Published online Feb 28, 2017. doi: 10.3748/wjg.v23.i8.1375
Peer-review started: October 13, 2016
First decision: December 2, 2016
Revised: December 20, 2016
Accepted: January 17, 2017
Article in press: January 17, 2017
Published online: February 28, 2017
To investigate the therapeutic effect of hydrogen-rich water (HRW) on inﬂammatory bowel disease (IBD) and to explore the potential mechanisms involved.
Male mice were randomly divided into the following four groups: control group, in which the mice received equivalent volumes of normal saline (NS) intraperitoneally (ip); dextran sulfate sodium (DSS) group, in which the mice received NS ip (5 mL/kg body weight, twice per day at 8 am and 5 pm) for 7 consecutive days after IBD modeling; DSS + HRW group, in which the mice received HRW (in the same volume as the NS treatment) for 7 consecutive days after IBD modeling; and DSS + HRW + ZnPP group, in which the mice received HRW (in the same volume as the NS treatment) and ZnPP [a heme oxygenase-1 (HO-1) inhibitor, 25 mg/kg] for 7 consecutive days after IBD modeling. IBD was induced by feeding DSS to the mice, and blood and colon tissues were collected on the 7th d after IBD modeling to determine clinical symptoms, colonic inﬂammation and the potential mechanisms involved.
The DSS + HRW group exhibited significantly attenuated weight loss and a lower extent of disease activity index compared with the DSS group on the 7th d (P < 0.05). HRW exerted protective effects against colon shortening and colonic wall thickening in contrast to the DSS group (P < 0.05). The histological study demonstrated milder inflammation in the DSS + HRW group, which was similar to normal inflammatory levels, and the macroscopic and microcosmic damage scores were lower in this group than in the DSS group (P < 0.05). The oxidative stress parameters, including MDA and MPO in the colon, were significantly decreased in the DSS + HRW group compared with the DSS group (P < 0.05). Simultaneously, the protective indicators, superoxide dismutase and glutathione, were markedly increased with the use of HRW. Inflammatory factors were assessed, and the results showed that the DSS + HRW group exhibited significantly reduced levels of TNF-α, IL-6 and IL-1β compared with the DSS group (P < 0.05). In addition, the pivotal proteins involved in endoplasmic reticulum (ER) stress, including p-eIF2α, ATF4, XBP1s and CHOP, were dramatically reduced after HRW treatment in contrast to the control group (P < 0.05). Furthermore, HRW treatment markedly up-regulated HO-1 expression, and the use of ZnPP obviously reversed the protective role of HRW. In the DSS + HRW + ZnPP group, colon shortening and colonic wall thickening were significantly aggravated, and the macroscopic damage scores were similar to those of the DSS + HRW group (P < 0.05).
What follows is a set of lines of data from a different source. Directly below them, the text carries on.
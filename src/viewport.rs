//! Device pixel ↔ world coordinate mapping through the camera window.
//!
//! Device space has its origin at the canvas's top-left corner with y growing
//! downward. World space is whatever the camera window frames, with y growing
//! upward. The renderer must build its projection from the same
//! [`CameraWindow`] used here, or clicks and drawn geometry drift apart.

#[cfg(test)]
#[path = "viewport_test.rs"]
mod viewport_test;

use serde::{Deserialize, Serialize};

use crate::camera::{CameraWindow, Point};

/// Canvas dimensions in device pixels.
#[derive(Debug, Clone, Copy, PartialEq, Serialize, Deserialize)]
pub struct CanvasSize {
    pub width: f64,
    pub height: f64,
}

impl CanvasSize {
    #[must_use]
    pub const fn new(width: f64, height: f64) -> Self {
        Self { width, height }
    }

    #[must_use]
    pub fn half_width(&self) -> f64 {
        self.width * 0.5
    }

    #[must_use]
    pub fn half_height(&self) -> f64 {
        self.height * 0.5
    }
}

impl Default for CanvasSize {
    fn default() -> Self {
        Self::new(800.0, 800.0)
    }
}

/// How far the camera's center sits from the world origin, per axis,
/// expressed as `half_span - max_edge` (the negated window center).
fn axis_offsets(camera: &CameraWindow) -> (f64, f64) {
    let edges = camera.edges();
    (camera.half_width() - edges.max_x, camera.half_height() - edges.max_y)
}

/// Convert a device pixel to a world point.
///
/// The pixel is first re-centered on the canvas center with the y axis
/// flipped, then scaled by `camera_half_span / canvas_half_span` and shifted
/// by the camera's offset from the origin.
#[must_use]
pub fn device_to_world(device: Point, canvas: CanvasSize, camera: &CameraWindow) -> Point {
    let centered_x = device.x - canvas.half_width();
    let centered_y = (canvas.height - device.y) - canvas.half_height();
    let (x_offset, y_offset) = axis_offsets(camera);
    Point::new(
        centered_x * camera.half_width() / canvas.half_width() - x_offset,
        centered_y * camera.half_height() / canvas.half_height() - y_offset,
    )
}

/// Convert a world point to a device pixel. Inverse of [`device_to_world`].
#[must_use]
pub fn world_to_device(world: Point, canvas: CanvasSize, camera: &CameraWindow) -> Point {
    let (x_offset, y_offset) = axis_offsets(camera);
    let centered_x = (world.x + x_offset) * canvas.half_width() / camera.half_width();
    let centered_y = (world.y + y_offset) * canvas.half_height() / camera.half_height();
    Point::new(centered_x + canvas.half_width(), canvas.half_height() - centered_y)
}

/// World point on the canvas's right edge, on the same device row as `device`.
///
/// Serves as the far end of a hit-test probe. It only clears the scene when
/// nothing extends past the visible right edge; callers that cannot promise
/// that should push it further out (see [`crate::engine::EngineCore::probe_for`]).
#[must_use]
pub fn probe_far_point(device: Point, canvas: CanvasSize, camera: &CameraWindow) -> Point {
    device_to_world(Point::new(canvas.width, device.y), canvas, camera)
}

/// Source of the current canvas size, queried on demand.
pub trait CanvasBounds {
    fn canvas_size(&self) -> CanvasSize;
}

impl CanvasBounds for CanvasSize {
    fn canvas_size(&self) -> CanvasSize {
        *self
    }
}
//! Editor configuration: camera bounds and step sizes, with environment
//! overrides.

#[cfg(test)]
#[path = "config_test.rs"]
mod config_test;

use crate::camera::{CameraError, CameraWindow, Edges, PanMode};
use crate::consts::{
    DEFAULT_INNER_LIMIT, DEFAULT_OUTER_LIMIT, DEFAULT_PAN_STEP, DEFAULT_ROTATE_STEP_DEG, DEFAULT_SCALE_DOWN,
    DEFAULT_SCALE_UP, DEFAULT_TRANSLATE_STEP, DEFAULT_WINDOW, DEFAULT_ZOOM_STEP, VERTEX_HANDLE_HALF_SIZE,
};

pub const ENV_WINDOW: &str = "POLYEDIT_WINDOW";
pub const ENV_OUTER_LIMIT: &str = "POLYEDIT_OUTER_LIMIT";
pub const ENV_INNER_LIMIT: &str = "POLYEDIT_INNER_LIMIT";
pub const ENV_PAN_MODE: &str = "POLYEDIT_PAN_MODE";
pub const ENV_PAN_STEP: &str = "POLYEDIT_PAN_STEP";
pub const ENV_ZOOM_STEP: &str = "POLYEDIT_ZOOM_STEP";
pub const ENV_TRANSLATE_STEP: &str = "POLYEDIT_TRANSLATE_STEP";
pub const ENV_ROTATE_STEP_DEG: &str = "POLYEDIT_ROTATE_STEP_DEG";
pub const ENV_SCALE_UP: &str = "POLYEDIT_SCALE_UP";
pub const ENV_SCALE_DOWN: &str = "POLYEDIT_SCALE_DOWN";
pub const ENV_VERTEX_HANDLE: &str = "POLYEDIT_VERTEX_HANDLE";

/// Error returned when configuration values cannot be parsed or are inconsistent.
#[derive(Debug, Clone, PartialEq, thiserror::Error)]
pub enum ConfigError {
    #[error("{var} must be a number, got {value:?}")]
    InvalidNumber { var: &'static str, value: String },
    #[error("{var} must be four comma-separated numbers min_x,max_x,min_y,max_y, got {value:?}")]
    InvalidEdges { var: &'static str, value: String },
    #[error("POLYEDIT_PAN_MODE must be move_envelope or world_anchored, got {0:?}")]
    InvalidPanMode(String),
    #[error(transparent)]
    Camera(#[from] CameraError),
}

/// Per-keypress step sizes.
#[derive(Debug, Clone, Copy, PartialEq)]
pub struct Steps {
    /// World units per pan key.
    pub pan: f64,
    /// World units per edge per zoom key.
    pub zoom: f64,
    /// World units per arrow key.
    pub translate: f64,
    /// Degrees per rotate key.
    pub rotate_deg: f64,
    pub scale_up: f64,
    pub scale_down: f64,
}

impl Default for Steps {
    fn default() -> Self {
        Self {
            pan: DEFAULT_PAN_STEP,
            zoom: DEFAULT_ZOOM_STEP,
            translate: DEFAULT_TRANSLATE_STEP,
            rotate_deg: DEFAULT_ROTATE_STEP_DEG,
            scale_up: DEFAULT_SCALE_UP,
            scale_down: DEFAULT_SCALE_DOWN,
        }
    }
}

#[derive(Debug, Clone, Copy, PartialEq)]
pub struct EditorConfig {
    pub window: Edges,
    pub outer_limit: Edges,
    pub inner_limit: Edges,
    pub pan_mode: PanMode,
    pub steps: Steps,
    /// Half-size of vertex handles, in local units.
    pub vertex_handle: f64,
}

impl Default for EditorConfig {
    fn default() -> Self {
        Self {
            window: DEFAULT_WINDOW,
            outer_limit: DEFAULT_OUTER_LIMIT,
            inner_limit: DEFAULT_INNER_LIMIT,
            pan_mode: PanMode::default(),
            steps: Steps::default(),
            vertex_handle: VERTEX_HANDLE_HALF_SIZE,
        }
    }
}

impl EditorConfig {
    /// Build config from environment variables.
    ///
    /// All optional; defaults apply when absent:
    /// - `POLYEDIT_WINDOW`, `POLYEDIT_OUTER_LIMIT`, `POLYEDIT_INNER_LIMIT`:
    ///   `min_x,max_x,min_y,max_y`
    /// - `POLYEDIT_PAN_MODE`: `move_envelope` (default) or `world_anchored`
    /// - `POLYEDIT_PAN_STEP`, `POLYEDIT_ZOOM_STEP`, `POLYEDIT_TRANSLATE_STEP`,
    ///   `POLYEDIT_ROTATE_STEP_DEG`, `POLYEDIT_SCALE_UP`, `POLYEDIT_SCALE_DOWN`,
    ///   `POLYEDIT_VERTEX_HANDLE`: numbers
    ///
    /// # Errors
    ///
    /// Returns [`ConfigError`] for unparsable values or camera bounds that
    /// violate the limit invariant.
    pub fn from_env() -> Result<Self, ConfigError> {
        Self::from_lookup(|key| match std::env::var(key) {
            Ok(value) => Some(value),
            Err(_) => None,
        })
    }

    /// Same as [`EditorConfig::from_env`] but reads values through `lookup`.
    ///
    /// # Errors
    ///
    /// See [`EditorConfig::from_env`].
    pub fn from_lookup(lookup: impl Fn(&str) -> Option<String>) -> Result<Self, ConfigError> {
        let defaults = Self::default();
        let edges = |var: &'static str, default: Edges| lookup(var).map_or(Ok(default), |v| parse_edges(var, &v));
        let number = |var: &'static str, default: f64| lookup(var).map_or(Ok(default), |v| parse_number(var, &v));

        let config = Self {
            window: edges(ENV_WINDOW, defaults.window)?,
            outer_limit: edges(ENV_OUTER_LIMIT, defaults.outer_limit)?,
            inner_limit: edges(ENV_INNER_LIMIT, defaults.inner_limit)?,
            pan_mode: lookup(ENV_PAN_MODE).map_or(Ok(defaults.pan_mode), |v| parse_pan_mode(&v))?,
            steps: Steps {
                pan: number(ENV_PAN_STEP, defaults.steps.pan)?,
                zoom: number(ENV_ZOOM_STEP, defaults.steps.zoom)?,
                translate: number(ENV_TRANSLATE_STEP, defaults.steps.translate)?,
                rotate_deg: number(ENV_ROTATE_STEP_DEG, defaults.steps.rotate_deg)?,
                scale_up: number(ENV_SCALE_UP, defaults.steps.scale_up)?,
                scale_down: number(ENV_SCALE_DOWN, defaults.steps.scale_down)?,
            },
            vertex_handle: number(ENV_VERTEX_HANDLE, defaults.vertex_handle)?,
        };
        config.camera()?;
        Ok(config)
    }

    /// Build the camera window this config describes.
    ///
    /// # Errors
    ///
    /// Returns [`ConfigError::Camera`] if the bounds violate the limit invariant.
    pub fn camera(&self) -> Result<CameraWindow, ConfigError> {
        Ok(CameraWindow::new(self.window, self.outer_limit, self.inner_limit)?.with_pan_mode(self.pan_mode))
    }
}

fn parse_number(var: &'static str, raw: &str) -> Result<f64, ConfigError> {
    raw.trim().parse::<f64>().map_err(|_| ConfigError::InvalidNumber { var, value: raw.to_string() })
}

fn parse_edges(var: &'static str, raw: &str) -> Result<Edges, ConfigError> {
    let invalid = || ConfigError::InvalidEdges { var, value: raw.to_string() };
    let parts = raw.split(',').map(|p| p.trim().parse::<f64>()).collect::<Result<Vec<_>, _>>().map_err(|_| invalid())?;
    match parts.as_slice() {
        [min_x, max_x, min_y, max_y] => Ok(Edges::new(*min_x, *max_x, *min_y, *max_y)),
        _ => Err(invalid()),
    }
}

fn parse_pan_mode(raw: &str) -> Result<PanMode, ConfigError> {
    match raw.trim().to_ascii_lowercase().as_str() {
        "move_envelope" => Ok(PanMode::MoveEnvelope),
        "world_anchored" => Ok(PanMode::WorldAnchored),
        other => Err(ConfigError::InvalidPanMode(other.to_string())),
    }
}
The histological study also showed more serious colonic damage that was similar to the DSS group.
HRW has a significant therapeutic potential in IBD by inhibiting inflammatory factors, oxidative stress and ER stress and by up-regulating HO-1 expression.
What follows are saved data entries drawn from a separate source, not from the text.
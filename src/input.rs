//! Input model: modifier keys, editor keys, and the gesture state machine.
//!
//! `Modifiers` and `Key` capture what the host's event layer reports.
//! `UiState` is what the renderer needs to know about the session (selection
//! and hover), and `InputState` is the vertex gesture in progress, if any.

#[cfg(test)]
#[path = "input_test.rs"]
mod input_test;

use crate::camera::{Axis, Point};
use crate::scene::ObjectId;

/// Keyboard modifier keys held during an event.
#[derive(Debug, Clone, Copy, Default, PartialEq, Eq)]
pub struct Modifiers {
    /// Shift key is held.
    pub shift: bool,
    /// Ctrl key is held.
    pub ctrl: bool,
}

/// Keys the editor reacts to. Anything else arrives as `Other`.
#[derive(Debug, Clone, PartialEq, Eq)]
pub enum Key {
    /// Zoom in.
    I,
    /// Zoom out.
    O,
    /// Pan right.
    E,
    /// Pan left.
    D,
    /// Pan up.
    C,
    /// Pan down.
    B,
    /// Remove the dragged vertex, or delete the selected object.
    R,
    Up,
    Down,
    Left,
    Right,
    /// Rotate counter-clockwise.
    F1,
    /// Rotate clockwise.
    F2,
    /// Scale up.
    F3,
    /// Scale down.
    F4,
    Escape,
    Control,
    /// A key with no editor binding, named as the host reports it.
    Other(String),
}

/// Camera command bound to a key.
#[derive(Debug, Clone, Copy, PartialEq)]
pub enum CameraCommand {
    /// Zoom by this many steps (positive = in).
    Zoom(f64),
    /// Pan along an axis by this many steps.
    Pan(Axis, f64),
}

impl Key {
    /// Camera command bound to this key, in units of the configured step.
    #[must_use]
    pub fn camera_command(&self) -> Option<CameraCommand> {
        match self {
            Self::I => Some(CameraCommand::Zoom(1.0)),
            Self::O => Some(CameraCommand::Zoom(-1.0)),
            Self::E => Some(CameraCommand::Pan(Axis::Horizontal, 1.0)),
            Self::D => Some(CameraCommand::Pan(Axis::Horizontal, -1.0)),
            Self::C => Some(CameraCommand::Pan(Axis::Vertical, 1.0)),
            Self::B => Some(CameraCommand::Pan(Axis::Vertical, -1.0)),
            _ => None,
        }
    }
}

/// Persistent UI state visible to the renderer.
#[derive(Debug, Clone, Copy, Default, PartialEq)]
pub struct UiState {
    /// The id of the currently selected object, if any.
    pub selected_id: Option<ObjectId>,
    /// Index of the selected object's vertex under the pointer, if any.
    pub hovered_vertex: Option<usize>,
}

/// How a vertex drag started, which decides how it ends.
#[derive(Debug, Clone, Copy, PartialEq)]
pub enum VertexOrigin {
    /// An existing vertex picked up by clicking its handle; `Escape` puts it
    /// back here.
    Existing(Point),
    /// A freshly appended vertex following the pointer until the next click;
    /// releasing Ctrl drops it.
    Placing,
}

/// Internal state for the input state machine.
#[derive(Debug, Clone, Copy, PartialEq, Default)]
pub enum InputState {
    /// No gesture in progress.
    #[default]
    Idle,
    /// A vertex of `id` follows the pointer.
    DraggingVertex {
        id: ObjectId,
        index: usize,
        origin: VertexOrigin,
    },
}
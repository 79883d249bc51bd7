#![allow(clippy::float_cmp)]

use std::collections::HashMap;

use super::*;

fn lookup_from(pairs: &[(&str, &str)]) -> impl Fn(&str) -> Option<String> {
    let map: HashMap<String, String> = pairs.iter().map(|(k, v)| ((*k).to_string(), (*v).to_string())).collect();
    move |key: &str| map.get(key).cloned()
}

#[test]
fn defaults_when_nothing_set() {
    let cfg = EditorConfig::from_lookup(lookup_from(&[])).unwrap();
    assert_eq!(cfg, EditorConfig::default());
    assert_eq!(cfg.window, Edges::new(-400.0, 400.0, -400.0, 400.0));
    assert_eq!(cfg.steps.pan, 50.0);
    assert_eq!(cfg.steps.zoom, 50.0);
    assert_eq!(cfg.steps.translate, 20.0);
    assert_eq!(cfg.steps.rotate_deg, 5.0);
    assert_eq!(cfg.vertex_handle, 10.0);
}

#[test]
fn default_config_builds_default_camera() {
    let cam = EditorConfig::default().camera().unwrap();
    assert_eq!(cam, CameraWindow::default());
}

#[test]
fn parses_overrides() {
    let cfg = EditorConfig::from_lookup(lookup_from(&[
        (ENV_WINDOW, "-200, 200, -150, 150"),
        (ENV_INNER_LIMIT, "-50,50,-50,50"),
        (ENV_PAN_MODE, "World_Anchored"),
        (ENV_PAN_STEP, "25"),
        (ENV_ZOOM_STEP, " 12.5 "),
        (ENV_SCALE_UP, "1.5"),
    ]))
    .unwrap();
    assert_eq!(cfg.window, Edges::new(-200.0, 200.0, -150.0, 150.0));
    assert_eq!(cfg.inner_limit, Edges::new(-50.0, 50.0, -50.0, 50.0));
    assert_eq!(cfg.pan_mode, PanMode::WorldAnchored);
    assert_eq!(cfg.steps.pan, 25.0);
    assert_eq!(cfg.steps.zoom, 12.5);
    assert_eq!(cfg.steps.scale_up, 1.5);
    assert_eq!(cfg.steps.scale_down, 0.5);
    assert_eq!(cfg.camera().unwrap().pan_mode(), PanMode::WorldAnchored);
}

#[test]
fn rejects_bad_number() {
    let err = EditorConfig::from_lookup(lookup_from(&[(ENV_PAN_STEP, "fast")])).unwrap_err();
    assert_eq!(err, ConfigError::InvalidNumber { var: ENV_PAN_STEP, value: "fast".into() });
}

#[test]
fn rejects_edges_with_wrong_arity() {
    let err = EditorConfig::from_lookup(lookup_from(&[(ENV_WINDOW, "1,2,3")])).unwrap_err();
    assert!(matches!(err, ConfigError::InvalidEdges { var: ENV_WINDOW, .. }));
}

#[test]
fn rejects_edges_with_non_numbers() {
    let err = EditorConfig::from_lookup(lookup_from(&[(ENV_OUTER_LIMIT, "a,b,c,d")])).unwrap_err();
    assert!(matches!(err, ConfigError::InvalidEdges { var: ENV_OUTER_LIMIT, .. }));
}

#[test]
fn rejects_unknown_pan_mode() {
    let err = EditorConfig::from_lookup(lookup_from(&[(ENV_PAN_MODE, "sideways")])).unwrap_err();
    assert_eq!(err, ConfigError::InvalidPanMode("sideways".into()));
}

#[test]
fn rejects_inconsistent_limits() {
    let err = EditorConfig::from_lookup(lookup_from(&[(ENV_INNER_LIMIT, "-500,500,-500,500")])).unwrap_err();
    assert!(matches!(err, ConfigError::Camera(CameraError::WindowOutOfBounds { .. })));
}

#[test]
fn error_messages_name_the_variable() {
    let err = EditorConfig::from_lookup(lookup_from(&[(ENV_ZOOM_STEP, "x")])).unwrap_err();
    assert!(err.to_string().contains(ENV_ZOOM_STEP));
}
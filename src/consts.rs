//! Shared numeric constants for the editor core.

use crate::camera::Edges;

// ── Camera ──────────────────────────────────────────────────────

/// Window the camera opens with.
pub const DEFAULT_WINDOW: Edges = Edges::new(-400.0, 400.0, -400.0, 400.0);

/// Furthest the window may zoom out to.
pub const DEFAULT_OUTER_LIMIT: Edges = Edges::new(-5000.0, 5000.0, -5000.0, 5000.0);

/// Closest the window may zoom in to.
pub const DEFAULT_INNER_LIMIT: Edges = Edges::new(-100.0, 100.0, -100.0, 100.0);

/// World units moved per pan key press.
pub const DEFAULT_PAN_STEP: f64 = 50.0;

/// World units each edge moves per zoom key press.
pub const DEFAULT_ZOOM_STEP: f64 = 50.0;

// ── Object transforms ───────────────────────────────────────────

/// World units moved per arrow key press.
pub const DEFAULT_TRANSLATE_STEP: f64 = 20.0;

/// Degrees rotated per rotate key press.
pub const DEFAULT_ROTATE_STEP_DEG: f64 = 5.0;

/// Scale factor applied by the scale-up key.
pub const DEFAULT_SCALE_UP: f64 = 2.0;

/// Scale factor applied by the scale-down key.
pub const DEFAULT_SCALE_DOWN: f64 = 0.5;

// ── Hit-testing ─────────────────────────────────────────────────

/// Half-size of the square handle around each vertex, in local units.
pub const VERTEX_HANDLE_HALF_SIZE: f64 = 10.0;

/// Distance the probe far point is pushed past the scene's world extent.
pub const PROBE_MARGIN: f64 = 1.0;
Core tip: Inﬂammatory bowel disease (IBD) is a chronic and relapsing disease primarily caused by the production of pro-inﬂammatory cytokines and leukocyte inﬁltration, resulting in structural and functional damage to the bowel. Hydrogen has obvious anti-oxidative and anti-inflammatory effects. We launched a study to investigate the protective role of hydrogen-rich water (HRW) on IBD in mice. The present study found that HRW has a significant therapeutic potential in IBD by inhibiting inflammatory factors, oxidative stress and endoplasmic reticulum stress and by up-regulating heme oxygenase-1 expression.